The narrative that we must choose between SEO or AI search can be misleading. I see them as parallel paths of discovery that need to be mastered together.
People like certainty and often look to focus resources on either a tried-and-true channel or explore a new one. Yet, I’ve realized overindexing in AI while ignoring classic SEO forfeits current market share, and hesitating gives competitors a head start.
The assumption that AI growth reduces Google usage is flawed. While Google’s share fell to 89.62%, ChatGPT’s user base is soaring. Yet, from where I stand, consumers aren’t leaving Google – they are just using more platforms.
From my perspective, ChatGPT adoption has led to increased usage of Google, with sessions rising from 10.5 to 12.6 sessions per week. AI complements traditional search, enhancing the scope of our discovery process.
This expansion in search activity presents a ripe opportunity for ecommerce. Remarkably, 43% of ecommerce traffic comes from Google’s organic search, and organic traffic supports 23.6% of all ecommerce sales. Meanwhile, shopping inquiries in ChatGPT grew from 7.8% to 9.8% in the first half of the year.
The total addressable market for search visibility has multiplied, with searches now distributed across various channels. I ask myself how brands can capture this holistic search opportunity.
Tracking is essential. Implementing comprehensive tracking allows me to see the full picture of our search performance. This often requires managing traditional search statistics separately from AI results, yet the integration of tools like Semrush Enterprise AIO has been invaluable for tracking visibility across different platforms.
On the content side, key SEO principles support AI search performance, but the structure might need tweaks for optimal topical coverage. I always ask if my content answers users’ actual questions effectively. Covering vital questions upfront boosts relevance and the potential for AI citation.
Giving content full context is another principle I adhere to. AI models view topics as connected ideas. Writing about sustainable products means also discussing eco-friendly materials and related subtopics, but without resorting to keyword stuffing.
Ensuring my content is accessible to both AI and humans means prioritizing readability, clarity, and logical structure. It means everything from heading hierarchy to scannable formatting must be on point.
Platforms like Semrush Enterprise AIO help by offering dual-channel optimization capabilities that I find reduce guesswork and provide guidance for maximizing search performance.
Profit is the ultimate focus, and I’ve found that AI search visitors are 4.4 times as valuable in terms of conversion.
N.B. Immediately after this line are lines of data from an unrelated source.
//! Playlist collaborator
//!
//! The controller only needs a handful of operations from a playlist: which entry is
//! current, how many entries exist, and what comes next under the repeat policy.
//! [`MediaPlaylist`] is a plain in-memory implementation.

use crate::types::RepeatPolicy;
use rand::{thread_rng, Rng};

/// Ordered list of media identifiers with a current selection
pub trait Playlist {
    fn is_empty(&self) -> bool {
        self.media_count() == 0
    }

    /// Identifier of the selected entry, `None` when nothing is selected
    fn current_media(&self) -> Option<String>;

    /// Index of the selected entry, `None` when nothing is selected
    fn current_index(&self) -> Option<usize>;

    /// Select an entry; out-of-range indices clear the selection
    fn set_current_index(&mut self, index: usize);

    /// Move the selection according to the repeat policy
    ///
    /// Returns the new index, or `None` when the policy has nothing left to play.
    fn advance(&mut self) -> Option<usize>;

    fn media_count(&self) -> usize;

    fn repeat_policy(&self) -> RepeatPolicy;
}

/// In-memory playlist of media identifiers
#[derive(Debug, Clone, Default)]
pub struct MediaPlaylist {
    entries: Vec<String>,
    current: Option<usize>,
    policy: RepeatPolicy,
}

impl MediaPlaylist {
    /// Create a playlist with the first entry selected (if any)
    pub fn new<I, S>(entries: I, policy: RepeatPolicy) -> Self
    where
        I: IntoIterator<Item = S>,
        S: Into<String>,
    {
        let entries: Vec<String> = entries.into_iter().map(Into::into).collect();
        let current = if entries.is_empty() { None } else { Some(0) };
        Self {
            entries,
            current,
            policy,
        }
    }

    /// Append an entry; selects it when nothing was selected
    pub fn push(&mut self, media: impl Into<String>) {
        self.entries.push(media.into());
        if self.current.is_none() {
            self.current = Some(self.entries.len() - 1);
        }
    }

    /// Remove an entry
    ///
    /// Returns `true` when the removed entry was the current one. The caller is then
    /// expected to tell the controller (`remove_current_media`). The selection stays on
    /// the same index, which now holds the following entry, or is cleared if the list
    /// ran out.
    pub fn remove(&mut self, index: usize) -> bool {
        if index >= self.entries.len() {
            return false;
        }
        self.entries.remove(index);

        match self.current {
            Some(current) if current == index => {
                if current >= self.entries.len() {
                    self.current = None;
                }
                true
            }
            Some(current) if current > index => {
                self.current = Some(current - 1);
                false
            }
            _ => false,
        }
    }

    fn random_index(&self) -> Option<usize> {
        let len = self.entries.len();
        match (len, self.current) {
            (0, _) => None,
            (1, _) => Some(0),
            // Avoid replaying the entry that just finished
            (_, Some(current)) => {
                let offset = thread_rng().gen_range(1..len);
                Some((current + offset) % len)
            }
            (_, None) => Some(thread_rng().gen_range(0..len)),
        }
    }
}

impl Playlist for MediaPlaylist {
    fn current_media(&self) -> Option<String> {
        self.current
            .and_then(|index| self.entries.get(index))
            .cloned()
    }

    fn current_index(&self) -> Option<usize> {
        self.current
    }

    fn set_current_index(&mut self, index: usize) {
        self.current = (index < self.entries.len()).then_some(index);
    }

    fn advance(&mut self) -> Option<usize> {
        let len = self.entries.len();
        let next = match self.policy {
            RepeatPolicy::PlayOnce => None,
            RepeatPolicy::OneLoop => self.current.filter(|&index| index < len),
            RepeatPolicy::PlayOrder => {
                let next = self.current.map_or(0, |index| index + 1);
                (next < len).then_some(next)
            }
            RepeatPolicy::ListLoop => {
                if len == 0 {
                    None
                } else {
                    Some(self.current.map_or(0, |index| (index + 1) % len))
                }
            }
            RepeatPolicy::Random => self.random_index(),
        };
        self.current = next;
        next
    }

    fn media_count(&self) -> usize {
        self.entries.len()
    }

    fn repeat_policy(&self) -> RepeatPolicy {
        self.policy
    }
}
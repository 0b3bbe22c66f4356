//! Playback Events
//!
//! Notifications produced by the controller for the UI layer.
//! Events are queued at these points:
//! - Opening a new track (position reset + duration)
//! - Every progress tick (position)
//! - State transitions
//! - Failures that happen inside the progress loop

use crate::types::PlaybackState;
use serde::{Deserialize, Serialize};

/// Events emitted by the playback controller
#[derive(Debug, Clone, PartialEq, Serialize, Deserialize)]
pub enum PlaybackEvent {
    /// Playback position changed (periodic, and reset to 0 on open/finish)
    PositionChanged {
        /// Position from the start of the stream
        position_ms: u64,
    },

    /// Duration of the newly opened track
    DurationChanged {
        /// Total stream length
        duration_ms: u64,
    },

    /// Playback state changed
    StateChanged {
        /// The new playback state
        state: PlaybackState,
    },

    /// Error occurred while advancing playback
    Error {
        /// Error message
        message: String,
    },
}
//! Spatial echo modulation
//!
//! The "3D" effect is a stereo echo whose per-channel source volumes follow a phase
//! that advances on every progress tick: the left channel tracks `cos(phase)` and the
//! right channel tracks `sin(phase / 2)`, which makes the sound drift around the
//! listener.

use crate::types::EffectToggle;
use serde::{Deserialize, Serialize};

/// Left channel echo delay in milliseconds
pub const LEFT_DELAY_MS: i32 = 1000;

/// Right channel echo delay in milliseconds
pub const RIGHT_DELAY_MS: i32 = 500;

/// Echo volume for both channels (0-100)
pub const ECHO_VOLUME: i32 = 20;

/// Stereo echo parameters handed to the engine
#[derive(Debug, Clone, Copy, PartialEq, Eq, Default, Serialize, Deserialize)]
pub struct EchoParams {
    pub left_delay_ms: i32,
    pub left_echo_volume: i32,
    pub left_source_volume: i32,
    pub right_delay_ms: i32,
    pub right_echo_volume: i32,
    pub right_source_volume: i32,
}

impl EchoParams {
    /// Parameters for a given phase
    ///
    /// Source volumes are truncated toward zero and may be negative.
    pub fn at_phase(phase: f32) -> Self {
        Self {
            left_delay_ms: LEFT_DELAY_MS,
            left_echo_volume: ECHO_VOLUME,
            left_source_volume: (100.0 * phase.cos()) as i32,
            right_delay_ms: RIGHT_DELAY_MS,
            right_echo_volume: ECHO_VOLUME,
            right_source_volume: (100.0 * (phase * 0.5).sin()) as i32,
        }
    }
}

/// Spatial echo state: on/off flag plus the advancing phase
#[derive(Debug, Clone)]
pub struct SpatialEcho {
    enabled: bool,
    phase: f32,
    step: f32,
}

impl SpatialEcho {
    pub fn new(step: f32) -> Self {
        Self {
            enabled: false,
            phase: 0.0,
            step,
        }
    }

    pub fn is_enabled(&self) -> bool {
        self.enabled
    }

    /// Current phase in radians
    pub fn phase(&self) -> f32 {
        self.phase
    }

    /// Flip the flag, reporting both the old and new value
    pub fn toggle(&mut self) -> EffectToggle {
        let previous = self.enabled;
        self.enabled = !previous;
        EffectToggle {
            previous,
            enabled: self.enabled,
        }
    }

    /// Advance one tick and return the parameters for the new phase
    ///
    /// Returns `None` while disabled; the phase only moves while enabled.
    pub fn advance(&mut self) -> Option<EchoParams> {
        if !self.enabled {
            return None;
        }
        self.phase += self.step;
        Some(EchoParams::at_phase(self.phase))
    }
}

impl Default for SpatialEcho {
    fn default() -> Self {
        Self::new(0.5)
    }
}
Coupling this with search engines’ role in brand discovery shows the importance of optimizing across both avenues.
To me, the outdated choice between SEO and AI is a misunderstanding of modern search discovery. Customers aren’t choosing – they use both Google and ChatGPT, often simultaneously.
By embracing this dual-channel approach, brands are poised to dominate the search landscape, ensuring they are present wherever customers begin their search journey.